Before DUFRESNE, C. J., and WEATHERBEE, POMEROY, WERNICK and ARCHIBALD, JJ.

PER CURIAM.[*]

The defendant was convicted of a violation of 17 M.R.S.A. ยง 3401, robbery, after a jury trial in the Superior Court of Androscoggin County on January 22, 1975. He appeals from the judgment entered against him on that conviction. We deny the appeal.

On the evening of January 7, 1974, the victim, Mr. Ralph Coulon, was seated at his kitchen table counting a sum of money when the doorbell rang. Leaving his money on the kitchen table, Mr. Coulon opened the door and saw four men, including the defendant, standing outside. Mr. Coulon was able to observe the defendant's facial features, height and hair length. Mr. Coulon testified that he had observed the defendant at his door on a prior occasion, but had not answered the defendant's knock. When he asked his visitors what they wanted, they were silent until the defendant said "Let's get 'em." Upon this signal, the defendant and his three accomplices forced their way into the Coulon residence, knocked down Mr. Coulon and began to kick and punch him, breaking his leg in two places. Mr. Coulon was unable to observe the subsequent activity of the intruders until he saw them run out the door four or five minutes later.

The police arrived shortly thereafter in response to Mr. Coulon's call and did not find any money during their subsequent search of the house and kitchen. Mr. Coulon was then removed to the hospital where he remained for eight days. During the ensuing police investigation he was shown a number of photographs but was unable to identify any of them. Neither the State nor the defendant was able to determine at trial, however, whether the defendant's picture was among them.

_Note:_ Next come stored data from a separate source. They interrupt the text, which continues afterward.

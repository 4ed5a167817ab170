//! Per-request context handed to action handlers.

use std::sync::Arc;

use outpost_core::config::ClientConfig;
use outpost_core::queue::MessageQueue;
use outpost_core::wire::{Message, MessageType, Payload, Status};
use prost::Message as _;

/// First response id within a request.
const INITIAL_RESPONSE_ID: u64 = 1;

/// Mediates between one handler invocation and the outbox.
///
/// The context tracks the cumulative status of the request and the
/// response counter; the dispatcher turns it into exactly one terminal
/// `STATUS` message when the handler is done, whatever happened.
pub struct ActionContext {
    request: Message,
    outbox: Arc<MessageQueue>,
    config: Arc<ClientConfig>,
    next_response_id: u64,
    status: Status,
}

impl ActionContext {
    /// Wraps an incoming request.
    pub fn new(request: Message, outbox: Arc<MessageQueue>, config: Arc<ClientConfig>) -> Self {
        Self {
            request,
            outbox,
            config,
            next_response_id: INITIAL_RESPONSE_ID,
            status: Status::ok(),
        }
    }

    /// The incoming request.
    pub fn message(&self) -> &Message {
        &self.request
    }

    /// Read-only configuration handle.
    pub fn config(&self) -> &ClientConfig {
        &self.config
    }

    /// Current cumulative status of this request.
    pub fn status(&self) -> &Status {
        &self.status
    }

    /// Records a generic error without sending anything.
    pub fn set_error(&mut self, message: impl Into<String>) {
        self.status = Status::generic_error(message);
    }

    /// Parses the request payload as `T`, enforcing the type tag.
    ///
    /// On failure the context status is set to the matching diagnostic and
    /// `None` is returned; the handler should simply return.
    pub fn populate_args<T: Payload>(&mut self) -> Option<T> {
        if self.request.args_rdf_name.is_empty() {
            self.set_error(format!(
                "Expected args of type: {}, but no args provided.",
                T::TYPE_NAME
            ));
            return None;
        }
        if self.request.args_rdf_name != T::TYPE_NAME {
            self.set_error(format!(
                "Expected args of type: {}, but received args of type: {}",
                T::TYPE_NAME,
                self.request.args_rdf_name
            ));
            return None;
        }
        match T::decode(self.request.args.as_slice()) {
            Ok(args) => Some(args),
            Err(_) => {
                self.set_error("Unable to parse args.");
                None
            }
        }
    }

    /// Serialises `payload` and emits it as the next response in
    /// sequence, inheriting the request's routing identifiers.
    ///
    /// Returns whether the response was emitted (serialisation of the
    /// supported payload types cannot fail).
    pub fn send_response<T: Payload>(&mut self, payload: &T, kind: MessageType) -> bool {
        let reply = Message::reply(
            &self.request,
            self.next_response_id,
            kind,
            T::TYPE_NAME,
            payload.encode_to_vec(),
        );
        self.next_response_id += 1;
        self.outbox.enqueue(reply);
        true
    }

    /// Pushes a verbatim message to the outbox (side-channel blobs).
    pub fn send_message(&self, message: Message) {
        self.outbox.enqueue(message);
    }

    /// Emits the terminal `STATUS` reply. Called by the dispatcher on
    /// every path; consumes the context so it cannot happen twice.
    pub(crate) fn finish(mut self) {
        let status = self.status.clone();
        self.send_response(&status, MessageType::Status);
    }

    /// Recovers the request for forwarding to the subprocess delegator.
    pub(crate) fn into_request(self) -> Message {
        self.request
    }
}
//! Supervisor ("nanny") contract.
//!
//! The supervisor and the client share a handful of state elements in a
//! persistent store: the client heartbeat, a one-shot supervisor message,
//! the reason for the last abnormal termination, the child command line,
//! and a transaction log journalling the request the client is working
//! on. The control loop in [`Nanny::tick`] kills an unresponsive or
//! oversized child and resurrects a dead one after a hold-off; the client
//! side stamps the heartbeat from every long sleep.

mod event_log;

pub use event_log::EventLog;

use std::fs;
use std::path::{Path, PathBuf};
use std::sync::Mutex;
use std::time::{Duration, SystemTime, UNIX_EPOCH};

use tracing::{debug, info, warn};

/// Supervisor errors.
#[derive(Debug, thiserror::Error)]
pub enum NannyError {
    /// The persistent store could not be read or written.
    #[error("nanny store error at {path}: {source}")]
    Store {
        path: PathBuf,
        #[source]
        source: std::io::Error,
    },

    /// The child process could not be spawned.
    #[error("failed to spawn child: {0}")]
    SpawnFailed(String),
}

/// The state elements shared between supervisor and client.
pub trait NannyStore: Send + Sync {
    /// Latest client heartbeat, Unix epoch seconds.
    fn heartbeat(&self) -> Option<u64>;

    /// Records a client heartbeat.
    ///
    /// # Errors
    ///
    /// Returns an error if the store cannot be written.
    fn set_heartbeat(&self, epoch_s: u64) -> Result<(), NannyError>;

    /// One-shot message for the server, set by the supervisor.
    fn nanny_message(&self) -> Option<String>;

    /// Sets the one-shot message.
    ///
    /// # Errors
    ///
    /// Returns an error if the store cannot be written.
    fn set_nanny_message(&self, message: &str) -> Result<(), NannyError>;

    /// Clears the one-shot message after forwarding.
    ///
    /// # Errors
    ///
    /// Returns an error if the store cannot be written.
    fn clear_nanny_message(&self) -> Result<(), NannyError>;

    /// Reason for the last abnormal termination.
    fn nanny_status(&self) -> Option<String>;

    /// Records the reason for an abnormal termination.
    ///
    /// # Errors
    ///
    /// Returns an error if the store cannot be written.
    fn set_nanny_status(&self, status: &str) -> Result<(), NannyError>;

    /// Clears the termination reason after forwarding.
    ///
    /// # Errors
    ///
    /// Returns an error if the store cannot be written.
    fn clear_nanny_status(&self) -> Result<(), NannyError>;

    /// Child binary and arguments the supervisor should (re)spawn, as
    /// installed by the operator.
    fn child_command(&self) -> Option<(String, Vec<String>)>;

    /// Records the child command line.
    ///
    /// # Errors
    ///
    /// Returns an error if the store cannot be written.
    fn set_child_command(&self, binary: &str, args: &[String]) -> Result<(), NannyError>;

    /// The request the client was processing when it last wrote the
    /// transaction log. A leftover entry at startup means the client died
    /// mid-request.
    fn transaction_log(&self) -> Option<Vec<u8>>;

    /// Records the serialized request about to be processed.
    ///
    /// # Errors
    ///
    /// Returns an error if the store cannot be written.
    fn write_transaction_log(&self, request: &[u8]) -> Result<(), NannyError>;

    /// Clears the transaction log after the request completed.
    ///
    /// # Errors
    ///
    /// Returns an error if the store cannot be written.
    fn clean_transaction_log(&self) -> Result<(), NannyError>;
}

The defense consisted of the testimony of two witnesses, Diane Deschene and Diane Dick. Mrs. Dick, the defendant's sister, and Miss Deschene, a one-time friend of the defendant, both testified that shortly before the trial they had overheard Mr. Coulon ask another witness to identify the defendant for him and that the witness had pointed to the defendant. Mr. Coulon testified that no such conversation had occurred and that his in-court identification of the defendant was based upon his observation of the defendant on the night of the robbery and on the defendant's prior visit to his home.

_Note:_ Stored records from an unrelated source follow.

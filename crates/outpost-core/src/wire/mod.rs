//! Wire records exchanged with the control server.
//!
//! Everything on the wire is protobuf: the outer [`Envelope`], the
//! encrypted [`SignedMessageList`] / [`MessageList`] it carries, the cipher
//! negotiation records, and the action payloads referenced by
//! `args_rdf_name`. Payload bytes inside a [`Message`] stay opaque to the
//! transport; the [`Payload`] trait ties type tags to concrete types at the
//! dispatch boundary.

/// Protocol version carried in every envelope.
pub const API_VERSION: u32 = 3;

/// Session id of the enrolment side-channel.
pub const ENROLMENT_SESSION_ID: &str = "aff4:/flows/CA:Enrol";

/// Session id for resource telemetry reports.
pub const STATS_SESSION_ID: &str = "F:Stats";

/// Session id for forwarded supervisor messages.
pub const NANNY_SESSION_ID: &str = "F:NannyMessage";

/// Session id of the periodic scheduled-work probe.
pub const FOREMAN_SESSION_ID: &str = "F:Foreman";

/// One request or response travelling between client and server.
///
/// Messages are value objects: cheap to copy and immutable once queued.
#[derive(Clone, PartialEq, ::prost::Message)]
pub struct Message {
    /// Opaque name of the server-side flow this message belongs to.
    #[prost(string, tag = "1")]
    pub session_id: String,

    /// Request this message belongs to (server-assigned).
    #[prost(uint64, tag = "2")]
    pub request_id: u64,

    /// Response sequence within the request, starting at 1.
    #[prost(uint64, tag = "3")]
    pub response_id: u64,

    /// Scheduling handle the server uses to dequeue the request.
    #[prost(uint64, tag = "4")]
    pub task_id: u64,

    /// Action name, e.g. `"Grep"` or `"GetClientInfo"`.
    #[prost(string, tag = "5")]
    pub name: String,

    /// Type tag naming the payload carried in `args`.
    #[prost(string, tag = "6")]
    pub args_rdf_name: String,

    /// Serialized payload bytes.
    #[prost(bytes = "vec", tag = "7")]
    pub args: Vec<u8>,

    /// Message kind.
    #[prost(enumeration = "MessageType", tag = "8")]
    pub r#type: i32,

    /// Queue priority tag.
    #[prost(enumeration = "Priority", tag = "9")]
    pub priority: i32,
}

impl Message {
    /// Payload size used for queue accounting.
    #[must_use]
    pub fn args_size(&self) -> usize {
        self.args.len()
    }

    /// Returns the decoded message kind, defaulting unknown values to
    /// `MESSAGE`.
    #[must_use]
    pub fn message_type(&self) -> MessageType {
        MessageType::try_from(self.r#type).unwrap_or(MessageType::Message)
    }

    /// True for the empty sentinel used to unstick blocked queue readers.
    #[must_use]
    pub fn is_sentinel(&self) -> bool {
        self.name.is_empty() && self.session_id.is_empty() && self.args.is_empty()
    }

    /// Builds a response inheriting the request's routing identifiers.
    #[must_use]
    pub fn reply(
        request: &Message,
        response_id: u64,
        kind: MessageType,
        args_rdf_name: &str,
        args: Vec<u8>,
    ) -> Self {
        Self {
            session_id: request.session_id.clone(),
            request_id: request.request_id,
            response_id,
            task_id: request.task_id,
            name: request.name.clone(),
            args_rdf_name: args_rdf_name.to_string(),
            args,
            r#type: kind as i32,
            priority: request.priority,
        }
    }
}

/// Message kinds.
#[derive(Clone, Copy, Debug, PartialEq, Eq, Hash, PartialOrd, Ord, ::prost::Enumeration)]
#[repr(i32)]
pub enum MessageType {
    /// Ordinary data-bearing message.
    Message = 0,
    /// Terminal status reply resolving a request.
    Status = 1,
    /// Iterator state handed back to the server.
    Iterator = 2,
}

/// Queue priority tags. Priority messages jump to the head of the outbox.
#[derive(Clone, Copy, Debug, PartialEq, Eq, Hash, PartialOrd, Ord, ::prost::Enumeration)]
#[repr(i32)]
pub enum Priority {
    /// Default FIFO ordering.
    Normal = 0,
    /// Head-of-queue insertion, exempt from bounds.
    Priority = 1,
}

/// Outcome of a processed request.
#[derive(Clone, PartialEq, ::prost::Message)]
pub struct Status {
    /// Status code.
    #[prost(enumeration = "StatusCode", tag = "1")]
    pub status: i32,

    /// Human-readable error description; empty on success.
    #[prost(string, tag = "2")]
    pub error_message: String,
}

impl Status {
    /// A success status.
    #[must_use]
    pub fn ok() -> Self {
        Self {
            status: StatusCode::Ok as i32,
            error_message: String::new(),
        }
    }

    /// A generic error status with a message.
    #[must_use]
    pub fn generic_error(message: impl Into<String>) -> Self {
        Self {
            status: StatusCode::GenericError as i32,
            error_message: message.into(),
        }
    }

    /// Returns the decoded status code.
    #[must_use]
    pub fn code(&self) -> StatusCode {
        StatusCode::try_from(self.status).unwrap_or(StatusCode::GenericError)
    }
}

/// Status codes.
#[derive(Clone, Copy, Debug, PartialEq, Eq, Hash, PartialOrd, Ord, ::prost::Enumeration)]
#[repr(i32)]
pub enum StatusCode {
    /// The request completed.
    Ok = 0,
    /// The request failed; `error_message` explains why.
    GenericError = 1,
}

/// A batch of messages as carried inside one envelope.
#[derive(Clone, PartialEq, ::prost::Message)]
pub struct MessageList {
    /// The messages, in order.
    #[prost(message, repeated, tag = "1")]
    pub job: Vec<Message>,
}

/// Compression applied to the serialized [`MessageList`].
#[derive(Clone, Copy, Debug, PartialEq, Eq, Hash, PartialOrd, Ord, ::prost::Enumeration)]
#[repr(i32)]
pub enum CompressionType {
    /// Raw serialization.
    Uncompressed = 0,
    /// zlib-deflated serialization.
    ZCompression = 1,
}

/// The freshness-stamped wrapper around a message list.
#[derive(Clone, PartialEq, ::prost::Message)]
pub struct SignedMessageList {
    /// Monotone microsecond nonce echoed back by the responder.
    #[prost(uint64, tag = "1")]
    pub timestamp: u64,

    /// Compression applied to `message_list`.
    #[prost(enumeration = "CompressionType", tag = "2")]
    pub compression: i32,

    /// Raw or deflated serialization of a [`MessageList`].
    #[prost(bytes = "vec", tag = "3")]
    pub message_list: Vec<u8>,
}

/// HMAC coverage declared by the sender.
#[derive(Clone, Copy, Debug, PartialEq, Eq, Hash, PartialOrd, Ord, ::prost::Enumeration)]
#[repr(i32)]
pub enum HmacType {
    /// MAC over the encrypted payload only (legacy peers).
    SimpleHmac = 0,
    /// MAC over every envelope field.
    FullHmac = 1,
}

/// Symmetric session state negotiated per server certificate.
#[derive(Clone, PartialEq, ::prost::Message)]
pub struct CipherProperties {
    /// Cipher name; always `aes_128_cbc`.
    #[prost(string, tag = "1")]
    pub name: String,

    /// 16-byte session key.
    #[prost(bytes = "vec", tag = "2")]
    pub key: Vec<u8>,

    /// 16-byte IV protecting the cipher metadata.
    #[prost(bytes = "vec", tag = "3")]
    pub metadata_iv: Vec<u8>,

    /// 16-byte HMAC key.
    #[prost(bytes = "vec", tag = "4")]
    pub hmac_key: Vec<u8>,

    /// HMAC coverage.
    #[prost(enumeration = "HmacType", tag = "5")]
    pub hmac_type: i32,
}

/// Sender identity bound to the cipher properties.
#[derive(Clone, PartialEq, ::prost::Message)]
pub struct CipherMetadata {
    /// Sender identifier (the client id, or the server CN).
    #[prost(string, tag = "1")]
    pub source: String,

    /// RSA-PKCS#1 signature over SHA-256 of the serialized cipher
    /// properties.
    #[prost(bytes = "vec", tag = "2")]
    pub signature: Vec<u8>,
}

/// The outer framing structure carried over one HTTP transaction.
#[derive(Clone, PartialEq, ::prost::Message)]
pub struct Envelope {
    /// RSA-OAEP-encrypted [`CipherProperties`].
    #[prost(bytes = "vec", tag = "1")]
    pub encrypted_cipher: Vec<u8>,

    /// AES-encrypted [`CipherMetadata`] under `(key, metadata_iv)`.
    #[prost(bytes = "vec", tag = "2")]
    pub encrypted_cipher_metadata: Vec<u8>,

    /// Random per-packet IV for the payload.
    #[prost(bytes = "vec", tag = "3")]
    pub packet_iv: Vec<u8>,

    /// AES-encrypted serialized [`SignedMessageList`].
    #[prost(bytes = "vec", tag = "4")]
    pub encrypted: Vec<u8>,

    /// HMAC-SHA1 over `encrypted || encrypted_cipher ||
    /// encrypted_cipher_metadata || packet_iv || api_version_le32`.
    #[prost(bytes = "vec", tag = "5")]
    pub full_hmac: Vec<u8>,

    /// Protocol version; always 3.
    #[prost(uint32, tag = "6")]
    pub api_version: u32,

    /// Sender's current inbox depth, used by the server to pace the
    /// client.
    #[prost(uint64, tag = "7")]
    pub queue_size: u64,
}

/// Certificate material exchanged during enrolment.
#[derive(Clone, PartialEq, ::prost::Message)]
pub struct CertificateBlob {
    /// What the PEM contains.
    #[prost(enumeration = "CertificateType", tag = "1")]
    pub r#type: i32,

    /// PEM-encoded material.
    #[prost(string, tag = "2")]
    pub pem: String,
}

/// Kinds of certificate material.
#[derive(Clone, Copy, Debug, PartialEq, Eq, Hash, PartialOrd, Ord, ::prost::Enumeration)]
#[repr(i32)]
pub enum CertificateType {
    /// A certificate signing request.
    Csr = 0,
    /// A signed certificate.
    Crt = 1,
}

/// Periodic resource usage report.
#[derive(Clone, PartialEq, ::prost::Message)]
pub struct ClientStats {
    /// User-mode CPU consumption over the sample window, in percent.
    #[prost(float, tag = "1")]
    pub user_cpu_percent: f32,

    /// Kernel-mode CPU consumption over the sample window, in percent.
    #[prost(float, tag = "2")]
    pub system_cpu_percent: f32,

    /// Resident set size in bytes.
    #[prost(uint64, tag = "3")]
    pub rss_bytes: u64,

    /// Sample time, microseconds since the epoch.
    #[prost(uint64, tag = "4")]
    pub timestamp_us: u64,
}

/// A free-form string payload (supervisor messages and alerts).
#[derive(Clone, PartialEq, ::prost::Message)]
pub struct DataBlob {
    /// The carried string.
    #[prost(string, tag = "1")]
    pub string: String,
}

/// Literal search request.
#[derive(Clone, PartialEq, ::prost::Message)]
pub struct GrepSpec {
    /// File to search.
    #[prost(string, tag = "1")]
    pub path: String,

    /// Literal byte sequence to find.
    #[prost(bytes = "vec", tag = "2")]
    pub literal: Vec<u8>,

    /// Context bytes to include before each hit.
    #[prost(uint32, tag = "3")]
    pub bytes_before: u32,

    /// Context bytes to include after each hit.
    #[prost(uint32, tag = "4")]
    pub bytes_after: u32,
}

/// A located region of a file.
#[derive(Clone, PartialEq, ::prost::Message)]
pub struct BufferReference {
    /// Offset of the region from the start of the file.
    #[prost(uint64, tag = "1")]
    pub offset: u64,

    /// Region length in bytes.
    #[prost(uint64, tag = "2")]
    pub length: u64,

    /// The region's bytes.
    #[prost(bytes = "vec", tag = "3")]
    pub data: Vec<u8>,
}

/// Fingerprinting request.
#[derive(Clone, PartialEq, ::prost::Message)]
pub struct FingerprintRequest {
    /// File to fingerprint.
    #[prost(string, tag = "1")]
    pub path: String,
}

/// File content digests, lowercase hex.
#[derive(Clone, PartialEq, ::prost::Message)]
pub struct FingerprintResponse {
    #[prost(string, tag = "1")]
    pub md5: String,

    #[prost(string, tag = "2")]
    pub sha1: String,

    #[prost(string, tag = "3")]
    pub sha256: String,
}

/// Stat request.
#[derive(Clone, PartialEq, ::prost::Message)]
pub struct StatRequest {
    /// Path to stat (symlinks are not followed).
    #[prost(string, tag = "1")]
    pub path: String,
}

/// File metadata.
#[derive(Clone, PartialEq, ::prost::Message)]
pub struct StatEntry {
    #[prost(uint32, tag = "1")]
    pub st_mode: u32,

    #[prost(uint64, tag = "2")]
    pub st_size: u64,

    #[prost(int64, tag = "3")]
    pub st_mtime_s: i64,

    #[prost(int64, tag = "4")]
    pub st_atime_s: i64,

    #[prost(int64, tag = "5")]
    pub st_ctime_s: i64,

    #[prost(uint32, tag = "6")]
    pub st_uid: u32,

    #[prost(uint32, tag = "7")]
    pub st_gid: u32,
}

/// Static client description.
#[derive(Clone, PartialEq, ::prost::Message)]
pub struct ClientInformation {
    #[prost(string, tag = "1")]
    pub client_name: String,

    #[prost(string, tag = "2")]
    pub client_version: String,

    #[prost(string, tag = "3")]
    pub build_time: String,
}

/// Binds a payload type to the type tag carried in `args_rdf_name`.
pub trait Payload: prost::Message + Default {
    /// The wire name of this payload type.
    const TYPE_NAME: &'static str;
}

macro_rules! impl_payload {
    ($($ty:ty => $name:literal),* $(,)?) => {
        $(impl Payload for $ty {
            const TYPE_NAME: &'static str = $name;
        })*
    };
}

impl_payload! {
    Status => "Status",
    CertificateBlob => "Certificate",
    ClientStats => "ClientStats",
    DataBlob => "DataBlob",
    GrepSpec => "GrepSpec",
    BufferReference => "BufferReference",
    FingerprintRequest => "FingerprintRequest",
    FingerprintResponse => "FingerprintResponse",
    StatRequest => "StatRequest",
    StatEntry => "StatEntry",
    ClientInformation => "ClientInformation",
}

#[cfg(test)]
mod tests {
    use prost::Message as _;

    use super::*;

    #[test]
    fn test_message_roundtrip() {
        let message = Message {
            session_id: "aff4:/flows/W:1234".to_string(),
            request_id: 7,
            response_id: 1,
            task_id: 99,
            name: "Grep".to_string(),
            args_rdf_name: "GrepSpec".to_string(),
            args: vec![1, 2, 3],
            r#type: MessageType::Message as i32,
            priority: Priority::Normal as i32,
        };

        let bytes = message.encode_to_vec();
        let decoded = Message::decode(bytes.as_slice()).unwrap();
        assert_eq!(decoded, message);
        assert_eq!(decoded.message_type(), MessageType::Message);
    }

    #[test]
    fn test_reply_inherits_routing_ids() {
        let request = Message {
            session_id: "aff4:/flows/W:1".to_string(),
            request_id: 3,
            task_id: 17,
            name: "StatFile".to_string(),
            ..Default::default()
        };

        let reply = Message::reply(&request, 2, MessageType::Status, "Status", vec![]);
        assert_eq!(reply.session_id, request.session_id);
        assert_eq!(reply.request_id, 3);
        assert_eq!(reply.task_id, 17);
        assert_eq!(reply.response_id, 2);
        assert_eq!(reply.message_type(), MessageType::Status);
    }

    #[test]
    fn test_sentinel_detection() {
        assert!(Message::default().is_sentinel());
        let real = Message {
            name: "Grep".to_string(),
            ..Default::default()
        };
        assert!(!real.is_sentinel());
    }

    #[test]
    fn test_status_constructors() {
        assert_eq!(Status::ok().code(), StatusCode::Ok);
        let error = Status::generic_error("boom");
        assert_eq!(error.code(), StatusCode::GenericError);
        assert_eq!(error.error_message, "boom");
    }

    #[test]
    fn test_unknown_enum_value_defaults() {
        let message = Message {
            r#type: 42,
            ..Default::default()
        };
        assert_eq!(message.message_type(), MessageType::Message);
    }
}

At the close of all the evidence, the defendant moved for a judgment of acquittal, claiming that the victim's identification of him violated due process because it was irreparably tainted by the victim's pre-trial solicitation of information about the defendant's identity and that the State failed to prove that the defendant had taken any money from the victim. Having properly preserved these issues, he now urges them upon appeal. Because we believe these contentions are meritless, we will address them summarily.

Defendant attempts to subsume the present action under the category of cases represented in the Federal system by Stovall v. Denno, 388 U.S. 293, 87 S. Ct. 1967, 18 L. Ed. 2d 1199 (1967) and in our own state by State v. Levesque, Me., 281 A.2d 570 (1971), holding that pre-trial confrontations between witness and accused deny the accused due process if they are unnecessarily suggestive and conducive to mistaken identification. These cases, however, all involve situations in which agents *541 of the State directly contributed to the encounter. The mere observation of the defendant by the victim is not necessarily a pre-trial "confrontation". State v. Leavitt, 133 Vt. 35, 329 A.2d 627 (1974); Mabane v. State, 7 Md.App. 620, 256 A.2d 701 (1969). Assuming that the conversation between the victim and the witness actually occurred, it is clear that it was not initiated or induced pursuant to any police design and so was not constitutionally defective "pre-trial confrontation" as that term is typically understood. We cannot therefore say that the victim's identification falls within that line of "identification" cases requiring us to reverse the conviction as a matter of law unless it could be shown that it came from some source independent of the alleged unconstitutional confrontation. See State v. York, Me., 324 A.2d 758 (1974).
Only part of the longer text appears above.